Nada de esto le ha pasado desapercibido porque sin más, cierra la cortina de la entrada, pone un banco detrás advirtiendo privacidad y cuando está de nuevo a mi lado ya estoy esperándole de pie. En esta ocasión no utiliza su arma favorita la palabra, me abre sus brazos y me introduzco en ellos permitiéndole hacer. Me besa y le respondo entregada. Nos echamos en el jergón y el tiempo queda colgado a su merced, me acaricia con sus grandes manos con una delicadeza firme y posesiva. Estoy totalmente perdida y me faltan respuestas, demasiado es que no me desmaye como una colegiala inocente. El impulso me lo dan sus besos, cada vez más apasionados. Busco su ariete y me sobresalto al palparlo, su virilidad es espléndida como todo él. Quedo contraída, expectante, sin capacidad para reaccionar por mí misma. Me coge en brazos de forma amorosa y tierna, me posiciona adecuadamente (siento debajo las prendas aún sin estirar) y sin pensar me abro de piernas deseosa. Es mucho hombre para mí, lo sabe y actúa con delicada prudencia. Estoy tan ardiente que mis flujos facilitan su penetración. Tengo la impresión que me invade en lo más profundo. Me besa apasionadamente, pierdo la conciencia y me llena por completo. Comienzo a gritar perdida la razón, se mueve dentro de mí con movimientos cortos y continuos. Entro en un estado de locura jamás imaginable y me corro una y otra vez llenando de epítetos guarros una atmósfera ya cargada con un olor a sexo que me excita y pervierte. Percibo cómo llega a la plenitud y acelera y pierde el control, sus acometidas son tremendas y temo desmayarme. Intento relajarme, pero una fuerza arrolladora me invade y le pido más, aún asustada de mis propios impulsos.

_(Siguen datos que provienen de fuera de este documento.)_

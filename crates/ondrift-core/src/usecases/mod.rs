//! Use cases (interactors) for OnDrift
//!
//! This module contains the application use cases that orchestrate
//! domain entities and port interfaces. Use cases are thin coordinators
//! that delegate business rules to domain methods and I/O to ports.
//!
//! ## Use Cases
//!
//! - [`AuthenticateUseCase`] - OAuth2 authentication flow, token refresh, logout
//! - [`SyncFileUseCase`] - Single file upload/download synchronization
//! - [`QueryDeltaUseCase`] - Incremental delta queries from OneDrive
//! - [`ExplainFailureUseCase`] - Human-readable failure explanations

pub mod authenticate;
pub mod explain_failure;
pub mod query_delta;
pub mod sync_file;

pub use authenticate::AuthenticateUseCase;
pub use explain_failure::ExplainFailureUseCase;
pub use query_delta::QueryDeltaUseCase;
pub use sync_file::SyncFileUseCase;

Desde aquel día frecuenta mi choza de forma habitual, incluso algunos enseres suyos están desperdigados por ella en clara señal de posesión.

No tengo intención de dejar este lugar lejano y perdido al que me he incorporado como un designio de la providencia (es una forma de llamar al arraigo que me provoca mi constante deseo de Thomas), quizás cuando nazca mi hijo/a tomaré una decisión más ajustada a mi realidad y a mis obligaciones para con él/ella. Ahora, me siento incapaz de dar un paso de alejamiento de su plenitud.